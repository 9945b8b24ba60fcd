#![allow(dead_code)] // Each test binary uses a different subset of the helpers

use chrono::{DateTime, Duration, TimeZone, Utc};
use serde::Deserialize;
use std::collections::BTreeMap;
use vol_surface::{
    smile_from_pairs, InstrumentType, RawSurface, SmilePoint, SurfaceType, TenorQuotes,
    Underlying, VolSurface,
};

pub const EURUSD_FIXTURE: &str = "tests/data/eurusd_delta_20240612.csv";
pub const SPX_FIXTURE: &str = "tests/data/spx_moneyness_20240612.csv";
pub const LENIENT_CONFIG: &str = "tests/data/validation_lenient.toml";

/// One quote of a fixture file.
#[derive(Debug, Deserialize)]
struct CsvRow {
    tenor_days: i64,
    /// "smile" or "spread"
    kind: String,
    point: f64,
    value: f64,
}

/// Load a raw surface from a `tenor_days,kind,point,value` CSV file.
pub fn load_raw_surface(file_path: &str) -> Result<RawSurface, Box<dyn std::error::Error>> {
    let mut reader = csv::Reader::from_path(file_path)?;
    let mut tenors: BTreeMap<i64, TenorQuotes> = BTreeMap::new();

    for result in reader.deserialize() {
        let row: CsvRow = result?;
        let quotes = tenors.entry(row.tenor_days).or_default();
        let target = match row.kind.as_str() {
            "smile" => &mut quotes.smile,
            "spread" => &mut quotes.spread,
            other => return Err(format!("unknown quote kind {other}").into()),
        };
        target.insert(SmilePoint(row.point), row.value);
    }

    let mut raw = RawSurface::new();
    for (days, quotes) in tenors {
        raw.insert(days, quotes);
    }
    Ok(raw)
}

/// Wednesday 2024-06-12 12:00 UTC (08:00 New York).
pub fn recorded() -> DateTime<Utc> {
    Utc.with_ymd_and_hms(2024, 6, 12, 12, 0, 0).unwrap()
}

/// A validation time shortly after `recorded()`.
pub fn shortly_after() -> DateTime<Utc> {
    recorded() + Duration::minutes(10)
}

pub fn eurusd() -> Underlying {
    Underlying::new("EURUSD", "FX", InstrumentType::Forex)
}

pub fn equity() -> Underlying {
    Underlying::new("AAPL", "NASDAQ", InstrumentType::Equity)
}

pub fn eurusd_surface() -> VolSurface {
    let raw = load_raw_surface(EURUSD_FIXTURE).expect("Failed to load EURUSD fixture");
    VolSurface::new(SurfaceType::Delta, recorded(), eurusd(), raw)
}

pub fn spx_surface() -> VolSurface {
    let raw = load_raw_surface(SPX_FIXTURE).expect("Failed to load SPX fixture");
    let underlying = Underlying::new("SPX", "CBOE", InstrumentType::Index);
    VolSurface::new(SurfaceType::Moneyness, recorded(), underlying, raw)
}

/// Overnight and one-week EURUSD smiles.
pub fn on_1w_surface() -> VolSurface {
    let raw = RawSurface::new()
        .with_smile(1, &[(25.0, 0.2), (50.0, 0.4), (75.0, 0.7)])
        .with_smile(7, &[(25.0, 0.25), (50.0, 0.45), (75.0, 0.75)]);
    VolSurface::new(SurfaceType::Delta, recorded(), eurusd(), raw)
}

/// Delta surface with one flat smile per tenor.
pub fn flat_smiles(underlying: Underlying, recorded: DateTime<Utc>, tenors: &[(i64, f64)]) -> VolSurface {
    let mut raw = RawSurface::new();
    for &(days, vol) in tenors {
        raw.insert(
            days,
            TenorQuotes {
                smile: smile_from_pairs(&[(45.0, vol), (50.0, vol), (55.0, vol)]),
                ..TenorQuotes::default()
            },
        );
    }
    VolSurface::new(SurfaceType::Delta, recorded, underlying, raw)
}
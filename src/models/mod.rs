pub mod bs;
pub mod delta;
pub mod smile;
pub mod term_structure;
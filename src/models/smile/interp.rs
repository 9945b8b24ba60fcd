use anyhow::Result;

use crate::error::SurfaceError;
use crate::market::{PointVariances, Smile, SmilePoint};

/// Quadratic interpolation of a discrete smile at `sought`.
///
/// Quoted points are returned exactly. Otherwise a quadratic is fitted
/// through the three quoted points nearest `sought` (the bracketing pair plus
/// the closer outer neighbour, or the three end points when `sought` is
/// outside the quoted range) and evaluated there. Smiles with one or two
/// points fall back to flat and linear.
pub fn interpolate(smile: &Smile, sought: f64) -> Result<f64> {
    if !sought.is_finite() {
        return Err(SurfaceError::input(format!("smile point must be finite, got {sought}")).into());
    }
    if let Some(vol) = smile.get(&SmilePoint(sought)) {
        return Ok(*vol);
    }

    let points: Vec<(f64, f64)> = smile.iter().map(|(p, v)| (p.0, *v)).collect();
    match points.len() {
        0 => Err(SurfaceError::input("cannot interpolate an empty smile").into()),
        1 => Ok(points[0].1),
        2 => {
            let (x0, y0) = points[0];
            let (x1, y1) = points[1];
            Ok(y0 + (y1 - y0) * (sought - x0) / (x1 - x0))
        }
        n => {
            let start = neighbourhood_start(&points, sought, n);
            Ok(lagrange_quadratic(&points[start..start + 3], sought))
        }
    }
}

/// Index of the first of the three points used for the quadratic fit.
fn neighbourhood_start(points: &[(f64, f64)], sought: f64, n: usize) -> usize {
    let idx = points.partition_point(|(x, _)| *x < sought);
    if idx == 0 {
        return 0;
    }
    if idx >= n {
        return n - 3;
    }
    // points[idx - 1] < sought < points[idx]
    if idx == 1 {
        return 0;
    }
    if idx + 1 >= n {
        return n - 3;
    }
    let left = sought - points[idx - 2].0;
    let right = points[idx + 1].0 - sought;
    if left <= right {
        idx - 2
    } else {
        idx - 1
    }
}

fn lagrange_quadratic(nodes: &[(f64, f64)], x: f64) -> f64 {
    let (x0, y0) = nodes[0];
    let (x1, y1) = nodes[1];
    let (x2, y2) = nodes[2];
    let l0 = (x - x1) * (x - x2) / ((x0 - x1) * (x0 - x2));
    let l1 = (x - x0) * (x - x2) / ((x1 - x0) * (x1 - x2));
    let l2 = (x - x0) * (x - x1) / ((x2 - x0) * (x2 - x1));
    y0 * l0 + y1 * l1 + y2 * l2
}

/// Forward smile between two cumulative variance snapshots `days` apart:
/// `sqrt((v_to - v_from) / days)` per point present in both.
pub fn smile_from_variances(from: &PointVariances, to: &PointVariances, days: f64) -> Smile {
    to.iter()
        .filter_map(|(point, v_to)| {
            from.get(point)
                .map(|v_from| (*point, ((v_to - v_from) / days).sqrt()))
        })
        .collect()
}

/// Describe the first volatility in `smile` that is non-finite or outside
/// `[min_vol, max_vol]`.
pub fn smile_issue(smile: &Smile, min_vol: f64, max_vol: f64) -> Option<String> {
    smile.iter().find_map(|(point, vol)| {
        if !vol.is_finite() {
            Some(format!("volatility at point {point} is not a number ({vol})"))
        } else if *vol < min_vol || *vol > max_vol {
            Some(format!(
                "volatility {vol} at point {point} is outside [{min_vol}, {max_vol}]"
            ))
        } else {
            None
        }
    })
}
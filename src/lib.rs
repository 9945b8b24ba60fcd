//! # Vol-Surface: Market-Implied Volatility Surfaces
//!
//! `vol-surface` turns sparsely quoted implied volatilities, indexed by tenor and smile
//! coordinate, into a continuous volatility function of (time window, smile coordinate), and
//! certifies that the quoted grid is internally consistent and free of static and calendar
//! arbitrage.
//!
//! ## Core Features
//!
//! - **Variance Term Structure**: cumulative variance keyed by absolute time, interpolated in
//!   weighted time with a pluggable calendar weight
//! - **Smile Interpolation**: quadratic fit through the nearest quoted points, exact on quotes
//! - **Delta Conversion**: strike and moneyness to delta, plain or premium adjusted
//! - **Validation Pipeline**: ordered, short-circuiting structure, history and arbitrage checks
//!
//! ## Quick Start
//!
//! ```rust
//! use chrono::{Duration, TimeZone, Utc};
//! use vol_surface::{
//!     InstrumentType, RawSurface, SurfaceType, Underlying, ValidationContext, VolQuery,
//!     VolSurface,
//! };
//!
//! let recorded = Utc.with_ymd_and_hms(2024, 6, 12, 12, 0, 0).unwrap();
//! let raw = RawSurface::new()
//!     .with_smile(1, &[(25.0, 0.20), (50.0, 0.40), (75.0, 0.70)])
//!     .with_smile(7, &[(25.0, 0.25), (50.0, 0.45), (75.0, 0.75)]);
//! let underlying = Underlying::new("EURUSD", "FX", InstrumentType::Forex);
//! let surface = VolSurface::new(SurfaceType::Delta, recorded, underlying, raw);
//!
//! let vol = surface.get_volatility(&VolQuery::delta(50.0, recorded, recorded + Duration::days(3)))?;
//! assert!(vol > 0.40 && vol < 0.45);
//!
//! let valid = surface.validate(&ValidationContext::at(recorded + Duration::minutes(5)));
//! println!("valid: {valid}, error: {:?}", surface.validation_error());
//! # Ok::<(), anyhow::Error>(())
//! ```
//!
//! ## Validation Presets
//!
//! The library provides validation limit presets:
//! - `production()`: Limits used for live trading
//! - `lenient()`: Looser limits for historical and illiquid surfaces

// ================================================================================================
// MODULES
// ================================================================================================

pub mod dates;
pub mod error;
pub mod market;
pub mod models;
pub mod surface;
pub mod validation;

// ================================================================================================
// PUBLIC RE-EXPORTS
// ================================================================================================

// Errors
pub use error::SurfaceError;

// Market inputs
pub use market::{
    smile_from_pairs, FlatRateCurve, InstrumentType, PillarRateCurve, PointVariances, RateCurve,
    RawSurface, Smile, SmilePoint, SurfaceType, TenorQuotes, Underlying,
};

// Dates
pub use dates::{EffectiveDateCalculator, NyOffsetCache};

// Models
pub use models::bs::OptionType;
pub use models::smile::RrBf;
pub use models::term_structure::{UniformWeights, WeekendWeights, WeightFunction};

// Surface and validation
pub use surface::{VolQuery, VolSurface, DEGENERATE_WINDOW_VOL};
pub use validation::{ValidationCheck, ValidationConfig, ValidationContext};

// ================================================================================================
// DEFAULT CONFIGURATIONS
// ================================================================================================

/// Pre-configured validation limits for common use cases.
///
/// # Available Configurations
///
/// - [`production()`]: Limits used for live trading
/// - [`lenient()`]: Looser limits for research
pub mod default_configs {
    use crate::validation::ValidationConfig;

    /// Limits for surfaces feeding live pricing.
    ///
    /// **Characteristics:**
    /// - Surfaces older than 4 hours are rejected
    /// - Tenors up to 380 days
    /// - Adjacent smile volatilities may differ by 40% (60% up to one week)
    /// - Volatility may move 3 vol points between consecutive surfaces
    ///
    /// # Example
    ///
    /// ```rust
    /// use vol_surface::default_configs;
    ///
    /// let config = default_configs::production();
    /// assert_eq!(config.max_age_secs, 4 * 3600);
    /// ```
    pub fn production() -> ValidationConfig {
        ValidationConfig::production()
    }

    /// Limits for research on historical or illiquid surfaces.
    ///
    /// **Characteristics:**
    /// - No age limit
    /// - Tenors up to three years
    /// - Wider smile and jump tolerances
    ///
    /// **Use Cases:**
    /// - Backtesting on stored surfaces
    /// - Inspecting thinly quoted underlyings
    ///
    /// # Example
    ///
    /// ```rust
    /// use vol_surface::default_configs;
    ///
    /// let config = default_configs::lenient();
    /// assert!(config.max_tenor_days > 380);
    /// ```
    pub fn lenient() -> ValidationConfig {
        ValidationConfig::lenient()
    }
}
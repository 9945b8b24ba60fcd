//! Variance term structure
//!
//! Converts discrete tenor smiles into cumulative variance keyed by absolute
//! time, and interpolates variance between keys in weighted time. The weight
//! function is pluggable so that trading-calendar conventions can discount
//! non-trading days.

pub mod variance;
pub mod weight;

pub use variance::*;
pub use weight::*;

- [REQUIRED ACTION] In the data above, find the line that contains "if idx + 1 >= n" and the line that contains "Forward smile between". Repeat exactly those lines and every line between them, and only those.

- [WRITTEN SOLUTION]
    if idx + 1 >= n {
        return n - 3;
    }
    let left = sought - points[idx - 2].0;
    let right = points[idx + 1].0 - sought;
    if left <= right {
        idx - 2
    } else {
        idx - 1
    }
}

fn lagrange_quadratic(nodes: &[(f64, f64)], x: f64) -> f64 {
    let (x0, y0) = nodes[0];
    let (x1, y1) = nodes[1];
    let (x2, y2) = nodes[2];
    let l0 = (x - x1) * (x - x2) / ((x0 - x1) * (x0 - x2));
    let l1 = (x - x0) * (x - x2) / ((x1 - x0) * (x1 - x2));
    let l2 = (x - x0) * (x - x1) / ((x2 - x0) * (x2 - x1));
    y0 * l0 + y1 * l1 + y2 * l2
}

/// Forward smile between two cumulative variance snapshots `days` apart:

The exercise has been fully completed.